Kreishaus: Ein Martyrium für Behinderte
Für Rollstuhlfahrer ist das Kreishaus mit seinen Treppen ein unüberwindliches Hindernis, sagen Experten.
Viersen. "Teilhabe jetzt-gleiches Recht für alle!" Dieses Motto zum Europäischen Protesttag für die Gleichstellung der Menschen mit Behinderung wird auch in diesem Jahr in der Kreisstadt Viersen mit einer örtlichen Aktion begleitet. Diese wird am Samstag auf dem Sparkassenvorplatz in Viersen stattfinden. Ausrichter ist der Paritätische Wohlfahrtsverband in Zusammenarbeit mit dem Arbeitskreis für Behindertenfragen in der Stadt Viersen.
Gefördert wird der Tag von der Aktion Mensch. Mit von der Partie sind außerdem der Kreis-Blindenverein, die Gruppe BIS aus Brüggen, die Freiwilligenzentrale, der Freundeskreis Rollstuhlfahrer und weitere Gruppen. Die Veranstaltung soll dazu dienen, Behinderte und Nichtbehinderte miteinander ins Gespräch zu bringen.

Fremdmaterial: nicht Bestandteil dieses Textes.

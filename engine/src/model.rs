use std::collections::HashMap;
use std::hash::{Hash, Hasher};
use std::mem::size_of;
use std::path::Path;

use anyhow::{anyhow, Result};
use cgmath::{vec2, vec3, Matrix4, Vector2, Vector3};
use log::*;
use vulkanalia::vk::{self, HasBuilder};

type Vec2 = Vector2<f32>;
type Vec3 = Vector3<f32>;
type Mat4 = Matrix4<f32>;

#[repr(C)]
#[derive(Copy, Clone, Debug)]
pub struct Vertex {
    pub pos: Vec3,
    pub color: Vec3,
    pub tex_coord: Vec2,
}

impl Vertex {
    pub const fn new(pos: Vec3, color: Vec3, tex_coord: Vec2) -> Self {
        Self {
            pos,
            color,
            tex_coord,
        }
    }

    pub fn binding_description() -> vk::VertexInputBindingDescription {
        vk::VertexInputBindingDescription::builder()
            .binding(0)
            .stride(size_of::<Vertex>() as u32)
            .input_rate(vk::VertexInputRate::VERTEX)
            .build()
    }

    pub fn attribute_descriptions() -> [vk::VertexInputAttributeDescription; 3] {
        let pos = vk::VertexInputAttributeDescription::builder()
            .binding(0)
            .location(0)
            .format(vk::Format::R32G32B32_SFLOAT)
            .offset(0)
            .build();
        let color = vk::VertexInputAttributeDescription::builder()
            .binding(0)
            .location(1)
            .format(vk::Format::R32G32B32_SFLOAT)
            .offset(size_of::<Vec3>() as u32)
            .build();
        let tex_coord = vk::VertexInputAttributeDescription::builder()
            .binding(0)
            .location(2)
            .format(vk::Format::R32G32_SFLOAT)
            .offset((size_of::<Vec3>() + size_of::<Vec3>()) as u32)
            .build();
        [pos, color, tex_coord]
    }

    /// Bit patterns used for equality and hashing. `-0.0` is folded into
    /// `0.0` so the two compare and hash alike.
    fn key(&self) -> [u32; 8] {
        let bits = |v: f32| (v + 0.0).to_bits();
        [
            bits(self.pos[0]),
            bits(self.pos[1]),
            bits(self.pos[2]),
            bits(self.color[0]),
            bits(self.color[1]),
            bits(self.color[2]),
            bits(self.tex_coord[0]),
            bits(self.tex_coord[1]),
        ]
    }
}

impl PartialEq for Vertex {
    fn eq(&self, other: &Self) -> bool {
        self.key() == other.key()
    }
}

impl Eq for Vertex {}

impl Hash for Vertex {
    fn hash<H: Hasher>(&self, state: &mut H) {
        self.key().hash(state);
    }
}

/// Per-image shader uniforms, matching `binding = 0` of the vertex shader.
#[repr(C)]
#[derive(Copy, Clone, Debug, PartialEq)]
pub struct UniformBufferObject {
    pub model: Mat4,
    pub view: Mat4,
    pub proj: Mat4,
}

/// One triangle corner as handed over by the model loader.
#[derive(Copy, Clone, Debug, PartialEq)]
pub struct Corner {
    pub position: [f32; 3],
    pub tex_coord: [f32; 2],
}

/// Placement applied to every corner on import: `(position + offset) * scale`.
#[derive(Copy, Clone, Debug, PartialEq)]
pub struct ImportTransform {
    pub offset: [f32; 3],
    pub scale: [f32; 3],
}

impl Default for ImportTransform {
    fn default() -> Self {
        Self {
            offset: [0.0; 3],
            scale: [1.0; 3],
        }
    }
}

/// Deduplicated vertex and index arrays ready for upload.
#[derive(Clone, Debug, Default, PartialEq)]
pub struct Mesh {
    pub vertices: Vec<Vertex>,
    pub indices: Vec<u32>,
}

impl Mesh {
    /// Builds a mesh from triangle corners, merging identical vertices in
    /// first-seen order.
    pub fn from_corners<I>(corners: I, transform: ImportTransform) -> Self
    where
        I: IntoIterator<Item = Corner>,
    {
        let mut mesh = Mesh::default();
        let mut unique_vertices = HashMap::new();

        for corner in corners {
            let [x, y, z] = corner.position;
            let [ox, oy, oz] = transform.offset;
            let [sx, sy, sz] = transform.scale;

            let vertex = Vertex::new(
                vec3((x + ox) * sx, (y + oy) * sy, (z + oz) * sz),
                vec3(1.0, 1.0, 1.0),
                vec2(corner.tex_coord[0], 1.0 - corner.tex_coord[1]),
            );

            if let Some(index) = unique_vertices.get(&vertex) {
                mesh.indices.push(*index);
            } else {
                let index = mesh.vertices.len() as u32;
                unique_vertices.insert(vertex, index);
                mesh.vertices.push(vertex);
                mesh.indices.push(index);
            }
        }

        mesh
    }

    pub fn index_count(&self) -> u32 {
        self.indices.len() as u32
    }
}

/// Flattens loaded OBJ shapes into triangle corners.
fn corners(models: &[tobj::Model]) -> Result<Vec<Corner>> {
    let mut corners = Vec::new();

    for model in models {
        let mesh = &model.mesh;
        if mesh.texcoords.is_empty() {
            return Err(anyhow!("Shape `{}` has no texture coordinates.", model.name));
        }

        for (i, index) in mesh.indices.iter().enumerate() {
            let pos_offset = (3 * index) as usize;
            let tex_index = mesh.texcoord_indices.get(i).unwrap_or(index);
            let tex_coord_offset = (2 * tex_index) as usize;

            corners.push(Corner {
                position: [
                    mesh.positions[pos_offset],
                    mesh.positions[pos_offset + 1],
                    mesh.positions[pos_offset + 2],
                ],
                tex_coord: [
                    mesh.texcoords[tex_coord_offset],
                    mesh.texcoords[tex_coord_offset + 1],
                ],
            });
        }
    }

    Ok(corners)
}

/// Loads an OBJ file into a deduplicated mesh.
pub fn load_model(path: &Path, transform: ImportTransform) -> Result<Mesh> {
    let (models, _) = tobj::load_obj(
        path,
        &tobj::LoadOptions {
            triangulate: true,
            ..Default::default()
        },
    )
    .map_err(|e| anyhow!("Failed to load model `{}`: {}", path.display(), e))?;

    let mesh = Mesh::from_corners(corners(&models)?, transform);
    info!(
        "Loaded {} vertices and {} indices from `{}`.",
        mesh.vertices.len(),
        mesh.indices.len(),
        path.display()
    );

    Ok(mesh)
}

/// Decoded RGBA8 pixels.
#[derive(Clone, Debug)]
pub struct TextureData {
    pub width: u32,
    pub height: u32,
    pub pixels: Vec<u8>,
}

impl TextureData {
    /// Decodes an image file, forcing four channels.
    pub fn load(path: &Path) -> Result<Self> {
        let image = image::open(path)
            .map_err(|e| anyhow!("Failed to load texture `{}`: {}", path.display(), e))?
            .to_rgba8();
        let (width, height) = image.dimensions();

        Ok(Self {
            width,
            height,
            pixels: image.into_raw(),
        })
    }

    pub fn size(&self) -> u64 {
        self.pixels.len() as u64
    }

    pub fn mip_levels(&self) -> u32 {
        mip_levels(self.width, self.height)
    }
}

/// Number of mip levels down to 1x1: `floor(log2(max(w, h))) + 1`.
pub fn mip_levels(width: u32, height: u32) -> u32 {
    width.max(height).max(1).ilog2() + 1
}

#[cfg(test)]
mod tests {
    use super::*;

    fn corner(position: [f32; 3], tex_coord: [f32; 2]) -> Corner {
        Corner {
            position,
            tex_coord,
        }
    }

    fn quad() -> Vec<Corner> {
        let a = corner([0.0, 0.0, 0.0], [0.0, 0.0]);
        let b = corner([1.0, 0.0, 0.0], [1.0, 0.0]);
        let c = corner([1.0, 1.0, 0.0], [1.0, 1.0]);
        let d = corner([0.0, 1.0, 0.0], [0.0, 1.0]);
        vec![a, b, c, c, d, a]
    }

    #[test]
    fn shared_corners_are_merged() {
        let mesh = Mesh::from_corners(quad(), ImportTransform::default());

        assert_eq!(mesh.vertices.len(), 4);
        assert_eq!(mesh.indices, vec![0, 1, 2, 2, 3, 0]);
        assert_eq!(mesh.index_count(), 6);
    }

    #[test]
    fn signed_zero_texture_coordinates_are_merged() {
        use std::collections::hash_map::DefaultHasher;

        let positive = Vertex::new(vec3(1.0, 0.0, 0.0), vec3(1.0, 1.0, 1.0), vec2(0.0, 0.5));
        let negative = Vertex::new(vec3(1.0, 0.0, 0.0), vec3(1.0, 1.0, 1.0), vec2(-0.0, 0.5));

        let hash = |v: &Vertex| {
            let mut hasher = DefaultHasher::new();
            v.hash(&mut hasher);
            hasher.finish()
        };
        assert_eq!(positive, negative);
        assert_eq!(hash(&positive), hash(&negative));

        let corners = vec![
            corner([1.0, 0.0, 0.0], [0.0, 0.5]),
            corner([1.0, 0.0, 0.0], [-0.0, 0.5]),
        ];
        let mesh = Mesh::from_corners(corners, ImportTransform::default());

        assert_eq!(mesh.vertices.len(), 1);
        assert_eq!(mesh.indices, vec![0, 0]);
    }

    #[test]
    fn same_position_with_different_uv_stays_distinct() {
        let corners = vec![
            corner([0.0, 0.0, 0.0], [0.0, 0.0]),
            corner([0.0, 0.0, 0.0], [0.5, 0.0]),
        ];
        let mesh = Mesh::from_corners(corners, ImportTransform::default());

        assert_eq!(mesh.vertices.len(), 2);
        assert_eq!(mesh.indices, vec![0, 1]);
    }

    #[test]
    fn import_is_order_stable_and_repeatable() {
        let transform = ImportTransform {
            offset: [1.0, -2.0, 0.5],
            scale: [2.0, 0.5, 3.0],
        };

        let first = Mesh::from_corners(quad(), transform);
        let second = Mesh::from_corners(quad(), transform);

        assert_eq!(first, second);
    }

    #[test]
    fn offset_is_applied_before_scale() {
        let transform = ImportTransform {
            offset: [1.0, 2.0, 3.0],
            scale: [2.0, 3.0, 4.0],
        };
        let mesh = Mesh::from_corners(vec![corner([1.0, 1.0, 1.0], [0.0, 0.0])], transform);

        assert_eq!(mesh.vertices[0].pos, vec3(4.0, 9.0, 16.0));
    }

    #[test]
    fn texture_v_is_flipped_and_color_is_white() {
        let mesh = Mesh::from_corners(
            vec![corner([0.0, 0.0, 0.0], [0.25, 0.25])],
            ImportTransform::default(),
        );

        assert_eq!(mesh.vertices[0].tex_coord, vec2(0.25, 0.75));
        assert_eq!(mesh.vertices[0].color, vec3(1.0, 1.0, 1.0));
    }

    #[test]
    fn obj_shapes_flatten_to_corners() {
        let mesh = tobj::Mesh {
            positions: vec![0.0, 0.0, 0.0, 1.0, 0.0, 0.0, 1.0, 1.0, 0.0],
            texcoords: vec![0.0, 0.0, 1.0, 0.0, 1.0, 1.0],
            indices: vec![0, 1, 2],
            ..Default::default()
        };
        let models = vec![tobj::Model::new(mesh, "triangle".to_string())];

        let corners = corners(&models).unwrap();

        assert_eq!(corners.len(), 3);
        assert_eq!(corners[1], corner([1.0, 0.0, 0.0], [1.0, 0.0]));
    }

    #[test]
    fn obj_shape_without_uvs_is_rejected() {
        let mesh = tobj::Mesh {
            positions: vec![0.0, 0.0, 0.0],
            indices: vec![0],
            ..Default::default()
        };
        let models = vec![tobj::Model::new(mesh, "bare".to_string())];

        assert!(corners(&models).is_err());
    }

    #[test]
    fn mip_levels_follow_the_larger_dimension() {
        assert_eq!(mip_levels(1, 1), 1);
        assert_eq!(mip_levels(1024, 1024), 11);
        assert_eq!(mip_levels(1024, 512), 11);
        assert_eq!(mip_levels(300, 20), 9);
        assert_eq!(mip_levels(0, 0), 1);
    }

    #[test]
    fn vertex_layout_matches_struct() {
        let attributes = Vertex::attribute_descriptions();

        assert_eq!(Vertex::binding_description().stride, 32);
        assert_eq!(attributes[1].offset, 12);
        assert_eq!(attributes[2].offset, 24);
    }
}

Heinz-Jürgen Antwerpes, der wohl bekannteste Viersener Rollstuhlfahrer und Kämpfer für die Gleichstellung, vertritt die Ansicht, dass "das Ziel des Gleichstellungstages", der alljährlich stattfindet "noch nicht in den Köpfen der Menschen angekommen" sei. Und er ergänzt: "Es ist offensichtlich nicht so einfach, die Problematik in den Köpfen der Menschen zu verankern." Antwerpes bezeichnete das Kreishaus in Viersen als ein "Martyrium für Rollstuhlfahrer" und listete gleichzeitig auf, was dort alles nicht in Ordnung ist.
Selbst wenn man es als Rollstuhlfahrer geschafft haben sollte, ins Kreishaus zu kommen, dann gibt es dort, so Antwerpes "einen Dschungel von Türen", die Rollstuhlfahrer am Weiterkommen hindern. Helmuth Ruth, schwer sehbehindert und Mitglied des Rates der Stadt, spricht weitere Fehler an. Vom Vorplatz zwischen dem Forum und dem Stadthaus führe, so Ruth, "kein barrierefreier Weg in die Stadt".
Auch die Treppen zum Stadthaus ernten Kritik. "Mit einem Rollator oder Rollstuhl nur schwer überwindbar", lautet das Urteil. Die Handläufe an den Treppen sind alles andere als behindertengerecht. Barrierefrei bedeutet, so Ruth: "Komfort und vor allem Sicherheit für alle Menschen."
Antwerpes kritisiert in diesem Zusammenhang, dass es in Viersen keinen Behindertenbeauftragten gibt. Sein Wunsch: Ein Behindertenbeirat müsse ins Leben gerufen werden. Helmuth Ruth vermisst bei den Verantwortlichen die "Sensibilität" für die Behinderten.
Das aktuellste Beispiel tragen Antwerpes und Ruth gemeinsam vor: Das Technische Rathaus wurde umgebaut und erhielt einen Aufzug, doch die Türen auf den Fluren zu den Zimmern der Sachbearbeiter sind immer noch nicht behindertengerecht. Außerdem fehlen Markierungen an den Glastüren im neuen Stadthaus. Eine besondere Gefahr für Sehbehinderte. Karl Boland vom Paritätischen hofft, dass man mit der Aktion am kommenden Samstag einen erneuten Denkanstoß geben kann.